According to the invention, there is provided with: a laser light source in which an emitted laser beam is a laser beam having different spread angles in two orthogonal directions; a condenser lens that converges the laser beam emitted from the laser light source; and a light guide unit that propagates and emits the laser beam converged by the condenser lens, and it is configured that the beam in a direction having a smaller converging angle of the laser beam converged by the condenser lens is made incident at an angle other than perpendicular to an incident end face of the light guide unit; thus, uniformity of an angular distribution of the intensity of the laser beam emitted from the light guide unit is enhanced, so that there is an advantageous effect such that a laser light source for illumination that enables a uniform illumination can be provided.

BRIEF DESCRIPTION OF THE DRAWINGS

FIG. 1 is a top view showing a laser light source apparatus according to Embodiment 1 of the present invention.

FIG. 2 is a side view showing the laser light source apparatus according to Embodiment 1 of the invention.

FIG. 3 is an illustration diagram showing a relationship between an intensity and an incident angle of a laser beam at an incident end face of a light guide unit 3 in a case where the laser beam in a y-axis direction is incident to the light guide unit 3 with inclined at an angle within a converging half-angle, and in a case where the laser beam is incident perpendicular to the incident end face of the light guide unit 3.

FIG. 4 is an illustration diagram showing a relationship between an intensity and an incident angle of a laser beam at an incident end face of a light guide unit 3 in a case where the laser beam in a y-axis direction is incident to the light guide unit 3 with inclined at an angle larger than a converging half-angle, and in a case where the laser beam is incident perpendicular to the incident end face of the light guide unit 3.

FIG. 5 is a configuration diagram showing an image display apparatus according to Embodiment 3 of the invention.
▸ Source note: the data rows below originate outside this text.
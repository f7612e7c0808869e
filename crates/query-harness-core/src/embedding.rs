//! Embedding provider trait and vector utilities.
//!
//! Defines the [`EmbeddingProvider`] trait that all embedding backends
//! implement, plus pure helper functions for vector serialization and
//! similarity computation.
//!
//! Concrete provider implementations (OpenAI, Ollama, Gemini) live in the
//! `query-harness` app crate.

use anyhow::Result;
use async_trait::async_trait;

/// Trait for embedding providers.
///
/// The same provider (same model, same dimension) must be used to build an
/// index and to query it. Pipelines compare [`model_name`](Self::model_name)
/// and [`dims`](Self::dims) against the index manifest before searching.
#[async_trait]
pub trait EmbeddingProvider: Send + Sync {
    /// Returns the model identifier (e.g. `"text-embedding-004"`).
    fn model_name(&self) -> &str;
    /// Returns the embedding vector dimensionality (e.g. `768`).
    fn dims(&self) -> usize;
    /// Embed a batch of texts, returning one vector per input in order.
    async fn embed_texts(&self, texts: &[String]) -> Result<Vec<Vec<f32>>>;
}

/// Embed a single query text.
pub async fn embed_query(provider: &dyn EmbeddingProvider, text: &str) -> Result<Vec<f32>> {
    let results = provider.embed_texts(&[text.to_string()]).await?;
    results
        .into_iter()
        .next()
        .ok_or_else(|| anyhow::anyhow!("Empty embedding response"))
}

/// Encode a float vector as a BLOB (little-endian f32 bytes).
///
/// # Example
///
/// ```rust
/// use query_harness_core::embedding::{vec_to_blob, blob_to_vec};
///
/// let v = vec![1.0f32, -2.5, 3.125];
/// let blob = vec_to_blob(&v);
/// assert_eq!(blob.len(), 12); // 3 × 4 bytes
/// assert_eq!(blob_to_vec(&blob), v);
/// ```
pub fn vec_to_blob(vec: &[f32]) -> Vec<u8> {
    let mut bytes = Vec::with_capacity(vec.len() * 4);
    for &v in vec {
        bytes.extend_from_slice(&v.to_le_bytes());
    }
    bytes
}

/// Decode a BLOB back into a float vector.
pub fn blob_to_vec(blob: &[u8]) -> Vec<f32> {
    blob.chunks_exact(4)
        .map(|chunk| f32::from_le_bytes([chunk[0], chunk[1], chunk[2], chunk[3]]))
        .collect()
}

/// Compute cosine similarity between two embedding vectors.
///
/// Returns a value in `[-1.0, 1.0]`, or `0.0` for empty vectors, vectors of
/// different lengths, and zero vectors.
pub fn cosine_similarity(a: &[f32], b: &[f32]) -> f32 {
    if a.len() != b.len() || a.is_empty() {
        return 0.0;
    }

    let mut dot = 0.0f32;
    let mut norm_a = 0.0f32;
    let mut norm_b = 0.0f32;

    for (x, y) in a.iter().zip(b.iter()) {
        dot += x * y;
        norm_a += x * x;
        norm_b += y * y;
    }

    let denom = norm_a.sqrt() * norm_b.sqrt();
    if denom < f32::EPSILON {
        return 0.0;
    }

    dot / denom
}
//! Embedding provider implementations.
//!
//! Each provider implements the core [`EmbeddingProvider`] trait:
//! - **[`DisabledProvider`]**: returns errors; used when embeddings are not configured.
//! - **[`OpenAIProvider`]**: `POST {url}/embeddings` (default `https://api.openai.com/v1`).
//! - **[`OllamaProvider`]**: `POST {url}/api/embed` on a local Ollama instance.
//! - **[`GeminiProvider`]**: Google `batchEmbedContents`.
//!
//! API keys are read from the environment at call time, so commands that
//! never embed do not need them.
//!
//! ```rust
//! # use query_harness::config::EmbeddingConfig;
//! # use query_harness::embedding::create_provider;
//! let config = EmbeddingConfig::default(); // provider = "disabled"
//! let provider = create_provider(&config).unwrap();
//! assert_eq!(provider.model_name(), "disabled");
//! ```
//!
//! Requests are made once; there is no retry or backoff.

use anyhow::{anyhow, bail, Result};
use async_trait::async_trait;
use std::time::Duration;
use tracing::debug;

use query_harness_core::embedding::EmbeddingProvider;

use crate::config::EmbeddingConfig;

const OPENAI_URL: &str = "https://api.openai.com/v1";
const OLLAMA_URL: &str = "http://localhost:11434";
const GEMINI_URL: &str = "https://generativelanguage.googleapis.com/v1beta";

pub(crate) fn api_key(var: &str) -> Result<String> {
    std::env::var(var).map_err(|_| anyhow!("{} environment variable not set", var))
}

pub(crate) fn http_client(timeout_secs: u64) -> Result<reqwest::Client> {
    Ok(reqwest::Client::builder()
        .timeout(Duration::from_secs(timeout_secs))
        .build()?)
}

/// Send a JSON request and return the parsed body, or an error carrying
/// the status and response text.
pub(crate) async fn send_json(
    request: reqwest::RequestBuilder,
    service: &str,
) -> Result<serde_json::Value> {
    let response = request.send().await?;
    let status = response.status();
    if !status.is_success() {
        let body_text = response.text().await.unwrap_or_default();
        bail!("{} API error {}: {}", service, status, body_text);
    }
    Ok(response.json().await?)
}

fn to_vector(values: &[serde_json::Value]) -> Vec<f32> {
    values
        .iter()
        .map(|v| v.as_f64().unwrap_or(0.0) as f32)
        .collect()
}

// ============ Disabled Provider ============

/// A no-op embedding provider that always returns errors.
pub struct DisabledProvider;

#[async_trait]
impl EmbeddingProvider for DisabledProvider {
    fn model_name(&self) -> &str {
        "disabled"
    }

    fn dims(&self) -> usize {
        0
    }

    async fn embed_texts(&self, _texts: &[String]) -> Result<Vec<Vec<f32>>> {
        bail!("Embedding provider is disabled; set [embedding] provider in the config")
    }
}

// ============ OpenAI Provider ============

/// Embedding provider using the OpenAI API. Requires `OPENAI_API_KEY`.
pub struct OpenAIProvider {
    model: String,
    dims: usize,
    url: String,
    client: reqwest::Client,
}

impl OpenAIProvider {
    pub fn new(config: &EmbeddingConfig) -> Result<Self> {
        let model = config
            .model
            .clone()
            .ok_or_else(|| anyhow!("embedding.model required for OpenAI provider"))?;
        let dims = config
            .dims
            .ok_or_else(|| anyhow!("embedding.dims required for OpenAI provider"))?;
        let url = config.url.clone().unwrap_or_else(|| OPENAI_URL.to_string());
        Ok(Self {
            model,
            dims,
            url,
            client: http_client(config.timeout_secs)?,
        })
    }
}

#[async_trait]
impl EmbeddingProvider for OpenAIProvider {
    fn model_name(&self) -> &str {
        &self.model
    }

    fn dims(&self) -> usize {
        self.dims
    }

    async fn embed_texts(&self, texts: &[String]) -> Result<Vec<Vec<f32>>> {
        let api_key = api_key("OPENAI_API_KEY")?;
        let body = serde_json::json!({
            "model": self.model,
            "input": texts,
        });
        debug!(model = %self.model, batch = texts.len(), "openai embeddings request");
        let json = send_json(
            self.client
                .post(format!("{}/embeddings", self.url.trim_end_matches('/')))
                .bearer_auth(api_key)
                .json(&body),
            "OpenAI",
        )
        .await?;
        parse_openai_response(&json)
    }
}

/// Extract `data[].embedding`, ordered by `data[].index` when present.
fn parse_openai_response(json: &serde_json::Value) -> Result<Vec<Vec<f32>>> {
    let data = json
        .get("data")
        .and_then(|d| d.as_array())
        .ok_or_else(|| anyhow!("Invalid OpenAI response: missing data array"))?;

    let mut indexed = Vec::with_capacity(data.len());
    for (pos, item) in data.iter().enumerate() {
        let embedding = item
            .get("embedding")
            .and_then(|e| e.as_array())
            .ok_or_else(|| anyhow!("Invalid OpenAI response: missing embedding"))?;
        let index = item
            .get("index")
            .and_then(|i| i.as_u64())
            .map(|i| i as usize)
            .unwrap_or(pos);
        indexed.push((index, to_vector(embedding)));
    }
    indexed.sort_by_key(|(i, _)| *i);
    Ok(indexed.into_iter().map(|(_, v)| v).collect())
}

// ============ Ollama Provider ============

/// Embedding provider using a local Ollama instance.
pub struct OllamaProvider {
    model: String,
    dims: usize,
    url: String,
    client: reqwest::Client,
}

impl OllamaProvider {
    pub fn new(config: &EmbeddingConfig) -> Result<Self> {
        let model = config
            .model
            .clone()
            .ok_or_else(|| anyhow!("embedding.model required for Ollama provider"))?;
        let dims = config
            .dims
            .ok_or_else(|| anyhow!("embedding.dims required for Ollama provider"))?;
        let url = config.url.clone().unwrap_or_else(|| OLLAMA_URL.to_string());
        Ok(Self {
            model,
            dims,
            url,
            client: http_client(config.timeout_secs)?,
        })
    }
}

#[async_trait]
impl EmbeddingProvider for OllamaProvider {
    fn model_name(&self) -> &str {
        &self.model
    }

    fn dims(&self) -> usize {
        self.dims
    }

    async fn embed_texts(&self, texts: &[String]) -> Result<Vec<Vec<f32>>> {
        let body = serde_json::json!({
            "model": self.model,
            "input": texts,
        });
        let json = send_json(
            self.client
                .post(format!("{}/api/embed", self.url.trim_end_matches('/')))
                .json(&body),
            "Ollama",
        )
        .await?;
        parse_ollama_response(&json)
    }
}

fn parse_ollama_response(json: &serde_json::Value) -> Result<Vec<Vec<f32>>> {
    let embeddings = json
        .get("embeddings")
        .and_then(|e| e.as_array())
        .ok_or_else(|| anyhow!("Invalid Ollama response: missing embeddings array"))?;

    embeddings
        .iter()
        .map(|e| {
            e.as_array()
                .map(|values| to_vector(values))
                .ok_or_else(|| anyhow!("Invalid Ollama response: embedding is not an array"))
        })
        .collect()
}

// ============ Gemini Provider ============

/// Embedding provider using Google's Gemini API. Requires `GOOGLE_API_KEY`.
pub struct GeminiProvider {
    model: String,
    dims: usize,
    url: String,
    client: reqwest::Client,
}

impl GeminiProvider {
    pub fn new(config: &EmbeddingConfig) -> Result<Self> {
        let model = config
            .model
            .clone()
            .ok_or_else(|| anyhow!("embedding.model required for Gemini provider"))?;
        let dims = config
            .dims
            .ok_or_else(|| anyhow!("embedding.dims required for Gemini provider"))?;
        let url = config.url.clone().unwrap_or_else(|| GEMINI_URL.to_string());
        Ok(Self {
            model,
            dims,
            url,
            client: http_client(config.timeout_secs)?,
        })
    }
}

/// Gemini model ids are addressed as `models/<id>`.
pub(crate) fn gemini_model_path(model: &str) -> String {
    if model.starts_with("models/") {
        model.to_string()
    } else {
        format!("models/{}", model)
    }
}

#[async_trait]
impl EmbeddingProvider for GeminiProvider {
    fn model_name(&self) -> &str {
        &self.model
    }

    fn dims(&self) -> usize {
        self.dims
    }

    async fn embed_texts(&self, texts: &[String]) -> Result<Vec<Vec<f32>>> {
        let api_key = api_key("GOOGLE_API_KEY")?;
        let model_path = gemini_model_path(&self.model);
        let requests: Vec<serde_json::Value> = texts
            .iter()
            .map(|t| {
                serde_json::json!({
                    "model": model_path,
                    "content": { "parts": [{ "text": t }] },
                })
            })
            .collect();
        let body = serde_json::json!({ "requests": requests });
        let json = send_json(
            self.client
                .post(format!(
                    "{}/{}:batchEmbedContents",
                    self.url.trim_end_matches('/'),
                    model_path
                ))
                .header("x-goog-api-key", api_key)
                .json(&body),
            "Gemini",
        )
        .await?;
        parse_gemini_response(&json)
    }
}

fn parse_gemini_response(json: &serde_json::Value) -> Result<Vec<Vec<f32>>> {
    let embeddings = json
        .get("embeddings")
        .and_then(|e| e.as_array())
        .ok_or_else(|| anyhow!("Invalid Gemini response: missing embeddings array"))?;

    embeddings
        .iter()
        .map(|e| {
            e.get("values")
                .and_then(|v| v.as_array())
                .map(|values| to_vector(values))
                .ok_or_else(|| anyhow!("Invalid Gemini response: missing values"))
        })
        .collect()
}

/// Create the provider named by `config.provider`.
pub fn create_provider(config: &EmbeddingConfig) -> Result<Box<dyn EmbeddingProvider>> {
    match config.provider.as_str() {
        "disabled" => Ok(Box::new(DisabledProvider)),
        "openai" => Ok(Box::new(OpenAIProvider::new(config)?)),
        "ollama" => Ok(Box::new(OllamaProvider::new(config)?)),
        "gemini" => Ok(Box::new(GeminiProvider::new(config)?)),
        other => bail!("Unknown embedding provider: {}", other),
    }
}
FIG. 6 is a configuration diagram showing an image display apparatus disclosed in Patent Document 1.

BEST MODE FOR CARRYING OUT THE INVENTION

Embodiment 1

FIG. 1 is a top view (a bird's eye view in a y-axis direction in the figure) showing a laser light source apparatus according to Embodiment 1 of the present invention, and FIG. 2 is a side view (a bird's eye view in an x-axis direction in the figure) showing the laser light source apparatus according to Embodiment 1 of the invention.

In FIG. 1 and FIG. 2, a laser light source 1 is a light source that emits a laser beam of which the spread angle is different in two orthogonal directions.

It is noted that a common laser light source used for a light such as a multi-mode semiconductor laser, an array-type semiconductor laser, a wavelength conversion-type solid-state laser, and a planar waveguide-type laser are available as the laser light source 1.

A condenser lens 2 is an optical component for converging the laser beam emitted from the laser light source 1.

A light guide unit 3 is a member for propagating and emitting the laser beam converged by the condenser lens 2, and a multi-mode optical fiber or an integrator rod, for example, is used as the light guide unit 3.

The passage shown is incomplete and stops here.